看着这个睡成大字型的小子,还穿着夜行衣呢。你知不知道杀手已经练了一夜的剑了。我摇头,这小子当然是连杀手会去练习拔剑都不知道的。
——其实不知道也是蛮好的,有些人,就必须要知道。
我拉好被子。
——大少爷小子,每晚都有人给你盖被子,是非常非常之好的啊!
四
已到杭州,离姑苏不远了。
江南好,风景旧曾谙。
日出江花红胜火,
春来江水绿如蓝。
能不忆江南。
——能不忆江南。钱塘自古繁华,烟柳画桥,绿水人家;一碧西湖水,百年歌舞醉,眼前已是大好江南了。

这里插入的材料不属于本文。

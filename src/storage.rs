//! Storage Root: owns `data_dir`, its exclusive lock, the clip/snapshot
//! directory layout, atomic writes, and disk-usage queries for the
//! retention sweeper.
//!
//! Grounded on the teacher's `cmds::open_dir`/`dir::Fd` flock discipline
//! (`src/cmds/mod.rs`), simplified to plain `std::fs` + `nix::fcntl::flock`
//! instead of a raw-fd `dir::Fd` type, since this tree has no need to reopen
//! the directory by file descriptor for recording-file creation the way
//! Moonfire's sample-file writer does.

use base::{err, Error, ErrorKind, ResultExt};
use jiff::Timestamp;
use nix::fcntl::{flock, FlockArg};
use std::fs::File;
use std::os::fd::AsRawFd;
use std::path::{Path, PathBuf};

pub struct StorageRoot {
    data_dir: PathBuf,
    _lock: File,
}

impl StorageRoot {
    /// Opens (creating if necessary) `data_dir`, lays out the `clips/` and
    /// `snapshots/` subdirectories, and takes an exclusive flock for the
    /// lifetime of the returned value.
    pub fn open(data_dir: &Path) -> Result<Self, Error> {
        std::fs::create_dir_all(data_dir)
            .err_kind_msg(ErrorKind::StorageInitFailed, format!("creating data_dir {}", data_dir.display()))?;
        let lock = File::open(data_dir)
            .err_kind_msg(ErrorKind::StorageInitFailed, format!("opening data_dir {}", data_dir.display()))?;
        flock(lock.as_raw_fd(), FlockArg::LockExclusiveNonblock).map_err(|e| {
            err!(
                StorageInitFailed,
                "unable to get exclusive lock on data_dir {}: {e} (is another instance running?)",
                data_dir.display()
            )
        })?;

        for sub in ["clips", "snapshots", "crypto"] {
            std::fs::create_dir_all(data_dir.join(sub)).err_kind(ErrorKind::StorageInitFailed)?;
        }

        Ok(StorageRoot {
            data_dir: data_dir.to_owned(),
            _lock: lock,
        })
    }

    pub fn index_db_path(&self) -> PathBuf {
        self.data_dir.join("index.db")
    }

    pub fn salt_path(&self, configured: &Path) -> PathBuf {
        if configured.is_absolute() {
            configured.to_owned()
        } else {
            self.data_dir.join(configured)
        }
    }

    pub fn snapshot_path(&self, snapshot_id: uuid::Uuid) -> PathBuf {
        self.data_dir.join("snapshots").join(format!("{snapshot_id}.jpg"))
    }

    /// `clips/YYYY/MM/DD/<clip_id>.sealed`, per spec's persisted layout.
    pub fn clip_path(&self, clip_id: uuid::Uuid, ended_at: Timestamp) -> Result<PathBuf, Error> {
        let zoned = ended_at.to_zoned(jiff::tz::TimeZone::UTC);
        let dir = self
            .data_dir
            .join("clips")
            .join(format!("{:04}", zoned.year()))
            .join(format!("{:02}", zoned.month()))
            .join(format!("{:02}", zoned.day()));
        std::fs::create_dir_all(&dir).err_kind(ErrorKind::ClipFinalizeFailed)?;
        Ok(dir.join(format!("{clip_id}.sealed")))
    }

    /// Writes `bytes` to `path` atomically: write to a sibling temp file,
    /// `fsync`, then rename over the destination.
    pub fn write_atomic(&self, path: &Path, bytes: &[u8]) -> Result<(), Error> {
        let tmp = path.with_extension("tmp");
        {
            let mut f = File::create(&tmp).err_kind(ErrorKind::ClipFinalizeFailed)?;
            use std::io::Write;
            f.write_all(bytes).err_kind(ErrorKind::ClipFinalizeFailed)?;
            f.sync_all().err_kind(ErrorKind::ClipFinalizeFailed)?;
        }
        std::fs::rename(&tmp, path).err_kind(ErrorKind::ClipFinalizeFailed)?;
        Ok(())
    }

    /// Removes a clip's sealed file. Tolerates the file already being gone
    /// (index and disk may have already been reconciled by a prior sweep
    /// that crashed between unlink and row delete).
    pub fn remove_clip_file(&self, path: &Path) -> Result<(), Error> {
        match std::fs::remove_file(path) {
            Ok(()) => Ok(()),
            Err(e) if e.kind() == std::io::ErrorKind::NotFound => Ok(()),
            Err(e) => Err(e).err_kind(ErrorKind::Internal),
        }
    }

    /// Percentage (0-100) of the filesystem backing `data_dir` currently in use.
    pub fn disk_usage_percent(&self) -> Result<u8, Error> {
        let stat = nix::sys::statvfs::statvfs(&self.data_dir).err_kind(ErrorKind::Internal)?;
        let total = stat.blocks() as u64 * stat.fragment_size();
        let free = stat.blocks_free() as u64 * stat.fragment_size();
        if total == 0 {
            return Ok(0);
        }
        let used = total.saturating_sub(free);
        Ok(((used as u128 * 100) / total as u128) as u8)
    }
}

#[cfg(test)]
mod tests {
    use super::*;

    #[test]
    fn lays_out_subdirectories() {
        let dir = tempfile::tempdir().unwrap();
        let root = StorageRoot::open(dir.path()).unwrap();
        assert!(dir.path().join("clips").is_dir());
        assert!(dir.path().join("snapshots").is_dir());
        assert!(dir.path().join("crypto").is_dir());
        assert_eq!(root.index_db_path(), dir.path().join("index.db"));
    }

    #[test]
    fn second_open_fails_lock() {
        let dir = tempfile::tempdir().unwrap();
        let _root = StorageRoot::open(dir.path()).unwrap();
        let err = StorageRoot::open(dir.path()).unwrap_err();
        assert_eq!(err.kind(), ErrorKind::StorageInitFailed);
    }

    #[test]
    fn write_atomic_leaves_no_tmp_file() {
        let dir = tempfile::tempdir().unwrap();
        let root = StorageRoot::open(dir.path()).unwrap();
        let path = dir.path().join("clips").join("x.sealed");
        root.write_atomic(&path, b"hello").unwrap();
        assert_eq!(std::fs::read(&path).unwrap(), b"hello");
        assert!(!path.with_extension("tmp").exists());
    }

    #[test]
    fn clip_path_is_date_bucketed() {
        let dir = tempfile::tempdir().unwrap();
        let root = StorageRoot::open(dir.path()).unwrap();
        let id = uuid::Uuid::nil();
        let t = Timestamp::from_second(1_700_000_000).unwrap(); // 2023-11-14
        let path = root.clip_path(id, t).unwrap();
        assert!(path.starts_with(dir.path().join("clips").join("2023").join("11").join("14")));
    }
}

“江南最惧杀手魂。”他又是一副知道的样子,“江南,有你的相思。”
相思么?心念一动,一股别样的情绪微微漾了上来,真的有点想念了。
我浅浅一笑:“我想在杭州多留一天。”
“我知道,我知道的。嘿嘿……”
江南,是个好地方。我的心也悠闲了起来。——虽然这小子笑得很难看。
这一天,已过了大半。
“暮,你怎么还不动啊?”看来他又有大行动。
我表示不理解。
“你的相思!相思啦!”
“相思……”
“你?你是不是嫌小孩碍事?哎,暮,你何必呢,其实我都知道了。”他拍我的肩膀。
“你,又知道什么了?”
“我早就跟店小二打听清楚了。”评书又开始了,“倚霞轩的烟萝姑娘,清歌飘渺,一笑可解千愁;烟水阁的眉抚姑娘,眉心一点红痔,一舞名动江湖。”
“……”
“可最厉害的,是西月舫的幽柔!听说她总是清幽而又多愁的,如烟似雾,眉毛一皱,就可以让人飞了魂。她诗画双绝,是今年的花魁。